Other common side effects include
- Fatigue (tiredness) during and after treatment – most people find their energy levels are back to normal within 6 months to a year
- High temperatures (fever) in about 7 out of 10 patients – you may also feel weak and have aching muscles and joints but this will lessen as the treatment continues
- Cladribine may have a harmful effect on a developing baby – do talk to your doctor about contraception before having treatment if there is any chance that you or your partner could become pregnant
Between 1 and 10 in every 100 people have one or more of the following side effects.
- Feeling or being sick – this is usually mild, affects fewer than 3 out of 10 people, and is usually easily controlled with anti sickness medicines
- Skin rash
- Headaches
- Loss of appetite
Fewer than 1 in 100 people have these.
- Dizziness
- Trouble sleeping (insomnia)
- Abdominal cramps and constipation – your doctor or nurse may give you laxatives to help prevent this but do tell them if you are constipated for more than 3 days
- A skin reaction at the drip site, with swelling, pain and redness
- Diarrhoea – drink plenty of fluid and tell your doctor or nurse if diarrhoea becomes severe, or continues for more than 3 days
- Fast heart beat (tachycardia)
- Swollen ankles
- A cough
- Women may stop having periods (amenorrhoea) but this may only be temporary
- Loss of fertility – we don’t know exactly how this drug affects fertility so do talk with your doctor before starting treatment if this is important to you
You may have 1 or 2 or more of the side effects listed above. The side effects may be mild for some people and more severe for others. A side effect may get better or worse through your course of treatment, or more side effects may develop as the course goes on. This depends on
- How many times you've had the drug before
- Your general health
- The amount of the drug you have (the dose)

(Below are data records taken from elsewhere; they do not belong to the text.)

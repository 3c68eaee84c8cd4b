//! Network fetching with optional relay indirection.

use async_trait::async_trait;
use bytes::Bytes;
use reqwest::Client;
use tracing::debug;
use url::Url;

use crate::config::{FetchConfig, RelayConfig};
use crate::error::ConvertError;

/// Retrieves remote resources for the conversion flow.
///
/// When `use_proxy` is set the request goes through the configured relay
/// instead of hitting the target directly; relay failures surface as the
/// same [`ConvertError::Network`] kind as direct ones.
#[async_trait]
pub trait Fetcher: Send + Sync {
    /// Fetches the raw bytes at `url`.
    async fn fetch_bytes(&self, url: &Url, use_proxy: bool) -> Result<Bytes, ConvertError>;

    /// Fetches `url` and decodes the body as UTF-8 manifest text.
    async fn fetch_text(&self, url: &Url, use_proxy: bool) -> Result<String, ConvertError> {
        let bytes = self.fetch_bytes(url, use_proxy).await?;
        String::from_utf8(bytes.to_vec())
            .map_err(|_| ConvertError::malformed_manifest(format!("{url} is not valid UTF-8")))
    }
}

/// [`Fetcher`] backed by a shared `reqwest` client.
pub struct HttpFetcher {
    client: Client,
    relay: RelayConfig,
}

impl HttpFetcher {
    pub fn new(fetch: &FetchConfig, relay: RelayConfig) -> Result<Self, ConvertError> {
        let client = Client::builder()
            .connect_timeout(fetch.connect_timeout)
            .read_timeout(fetch.read_timeout)
            .user_agent(fetch.user_agent.clone())
            .build()
            .map_err(|e| {
                ConvertError::configuration(format!("failed to build HTTP client: {e}"))
            })?;
        Ok(Self { client, relay })
    }
}

#[async_trait]
impl Fetcher for HttpFetcher {
    async fn fetch_bytes(&self, url: &Url, use_proxy: bool) -> Result<Bytes, ConvertError> {
        let request_url = if use_proxy {
            relay_url(&self.relay.endpoint, url)?
        } else {
            url.clone()
        };

        let net = |source| ConvertError::network(url.as_str(), source);
        let response = self.client.get(request_url).send().await.map_err(net)?;
        let response = response.error_for_status().map_err(net)?;
        let bytes = response.bytes().await.map_err(net)?;
        debug!(url = %url, size = bytes.len(), proxied = use_proxy, "fetched resource");
        Ok(bytes)
    }
}

/// Relayed form of `target`: `<endpoint>?url=<url-encoded target>`.
fn relay_url(endpoint: &str, target: &Url) -> Result<Url, ConvertError> {
    let relayed = format!("{endpoint}?url={}", urlencoding::encode(target.as_str()));
    Url::parse(&relayed).map_err(|e| {
        ConvertError::configuration(format!("invalid relay endpoint `{endpoint}`: {e}"))
    })
}
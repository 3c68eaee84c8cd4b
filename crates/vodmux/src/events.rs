//! Progress reporting for a conversion flow.

use std::fmt;
use std::sync::Arc;

/// Steps a conversion flow reports as it runs.
#[derive(Debug, Clone, PartialEq, Eq)]
pub enum ConvertEvent {
    /// A manifest is being fetched during resolution.
    FetchingManifest { url: String },
    /// A video rendition was chosen from a master playlist.
    VideoRenditionSelected { resolution: String, bandwidth: u64 },
    /// An alternate audio rendition was found and will be resolved.
    AudioRenditionFound { url: String },
    /// A branch bottomed out at a media playlist.
    MediaPlaylistReached { url: String },
    /// The initialization segment is being fetched.
    FetchingInitSegment { name: String },
    /// A media segment is being fetched; `index` is zero-based.
    FetchingSegment {
        name: String,
        index: usize,
        total: usize,
    },
    /// A fetched file is being written into the transcoder filesystem.
    StagingFile { path: String },
    /// A branch playlist is being written into the transcoder filesystem.
    WritingPlaylist { path: String },
    /// The transcoder is remuxing the staged streams.
    Remuxing,
    /// The output file was produced.
    Completed { output_size: usize },
}

impl fmt::Display for ConvertEvent {
    fn fmt(&self, f: &mut fmt::Formatter<'_>) -> fmt::Result {
        match self {
            Self::FetchingManifest { url } => write!(f, "Fetching manifest: {url}"),
            Self::VideoRenditionSelected {
                resolution,
                bandwidth,
            } => write!(f, "Selected video rendition {resolution} @ {bandwidth} bps"),
            Self::AudioRenditionFound { url } => write!(f, "Found audio rendition: {url}"),
            Self::MediaPlaylistReached { url } => write!(f, "Reached media playlist: {url}"),
            Self::FetchingInitSegment { name } => write!(f, "Fetching init segment {name}"),
            Self::FetchingSegment { name, index, total } => {
                write!(f, "Fetching segment {}/{total}: {name}", index + 1)
            }
            Self::StagingFile { path } => write!(f, "Staging {path}"),
            Self::WritingPlaylist { path } => write!(f, "Writing playlist {path}"),
            Self::Remuxing => write!(f, "Remuxing streams"),
            Self::Completed { output_size } => {
                write!(f, "Conversion finished, {output_size} bytes produced")
            }
        }
    }
}

/// Callback invoked with each [`ConvertEvent`].
pub type ProgressFn = dyn Fn(ConvertEvent) + Send + Sync;

/// Cloneable handle the flow emits progress through; a no-op when no
/// callback is installed.
#[derive(Clone, Default)]
pub struct Progress(Option<Arc<ProgressFn>>);

impl Progress {
    pub fn new(callback: impl Fn(ConvertEvent) + Send + Sync + 'static) -> Self {
        Self(Some(Arc::new(callback)))
    }

    pub fn emit(&self, event: ConvertEvent) {
        if let Some(callback) = &self.0 {
            callback(event);
        }
    }
}

#[cfg(test)]
mod tests {
    use super::*;
    use std::sync::Mutex;

    #[test]
    fn emit_forwards_to_the_installed_callback() {
        let seen = Arc::new(Mutex::new(Vec::new()));
        let sink = seen.clone();
        let progress = Progress::new(move |event| sink.lock().unwrap().push(event.to_string()));

        progress.emit(ConvertEvent::Remuxing);
        progress.emit(ConvertEvent::Completed { output_size: 7 });

        let seen = seen.lock().unwrap();
        assert_eq!(
            *seen,
            vec![
                "Remuxing streams".to_string(),
                "Conversion finished, 7 bytes produced".to_string(),
            ]
        );
    }

    #[test]
    fn emit_without_callback_is_a_no_op() {
        Progress::default().emit(ConvertEvent::Remuxing);
    }

    #[test]
    fn segment_event_renders_one_based_position() {
        let event = ConvertEvent::FetchingSegment {
            name: "seg3.ts".to_string(),
            index: 2,
            total: 5,
        };
        assert_eq!(event.to_string(), "Fetching segment 3/5: seg3.ts");
    }
}
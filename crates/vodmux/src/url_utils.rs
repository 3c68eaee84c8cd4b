//! URL helpers shared by the resolver and the segment acquirer.

use url::Url;

use crate::error::ConvertError;

/// Parses an absolute URL.
pub fn parse(input: &str) -> Result<Url, ConvertError> {
    Url::parse(input).map_err(|e| ConvertError::invalid_url(input, e.to_string()))
}

/// Resolves a possibly-relative reference against a base URL using
/// standard relative-resolution semantics.
pub fn resolve(reference: &str, base: &Url) -> Result<Url, ConvertError> {
    base.join(reference)
        .map_err(|e| ConvertError::invalid_url(reference, e.to_string()))
}

/// The directory containing `url`: everything up to and including the last
/// path separator.
pub fn directory_of(url: &Url) -> Result<Url, ConvertError> {
    url.join(".")
        .map_err(|e| ConvertError::invalid_url(url.as_str(), e.to_string()))
}
//! HLS manifest to playable MP4 conversion.
//!
//! Given a `.m3u8` URL, the engine resolves master playlists down to leaf
//! media playlists (selecting the best video rendition and the first
//! alternate audio track), downloads every referenced segment, stages the
//! lot into a transcoding engine's virtual filesystem and remuxes it into
//! a single MP4.

pub mod acquire;
pub mod config;
pub mod convert;
pub mod engine;
pub mod error;
pub mod events;
pub mod fetch;
pub mod manifest;
pub mod remux;
pub mod resolve;
pub mod select;
pub mod stage;
pub mod url_utils;

pub use acquire::{Segment, SegmentReferences, acquire, segment_references};
pub use config::{
    ConvertConfig, DEFAULT_RELAY_ENDPOINT, DEFAULT_USER_AGENT, EngineConfig, FetchConfig,
    RelayConfig,
};
pub use convert::Converter;
pub use engine::{FfmpegEngine, TranscodeEngine};
pub use error::ConvertError;
pub use events::{ConvertEvent, Progress, ProgressFn};
pub use fetch::{Fetcher, HttpFetcher};
pub use manifest::{
    AudioRendition, Manifest, ManifestKind, Resolution, VideoRendition, audio_rendition, classify,
    video_renditions,
};
pub use remux::{OUTPUT_PATH, remux, remux_args};
pub use resolve::{ManifestResolver, ResolvedMedia, ResolvedStream};
pub use select::{select_audio, select_video};
pub use stage::{AUDIO_PLAYLIST_PATH, VIDEO_PLAYLIST_PATH, stage_stream};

- Other drugs you are having
Talk to your doctor, pharmacist or nurse about all your side effects so that they can help you manage them. Your chemotherapy nurse, clinic or ward nurse will give you a contact number. You can ring if you have any questions or problems. They can give you advice or reassure you. If in doubt, call them.
Tell your doctor about any other medicines you are taking, including vitamins, herbal supplements and other over the counter remedies – some drugs can react together.
You should not have immunisations with live vaccines while you are having this treatment or for at least 6 months afterwards. In the UK, live vaccines include rubella, mumps, measles (usually given together as MMR), BCG and yellow fever. You can have other vaccines, but they may not give you as much protection as usual until your immune system has fully recovered.
It is safe for you to be in contact with other people who've had live vaccines as injections. There can be problems with oral vaccines, but not many people in the UK have oral vaccines now. So there is usually no problem in being with any baby or child who has recently had any vaccination in the UK. You might need to make sure that you aren't in contact with anyone who has had oral polio, cholera or typhoid vaccination recently, particularly if you live abroad.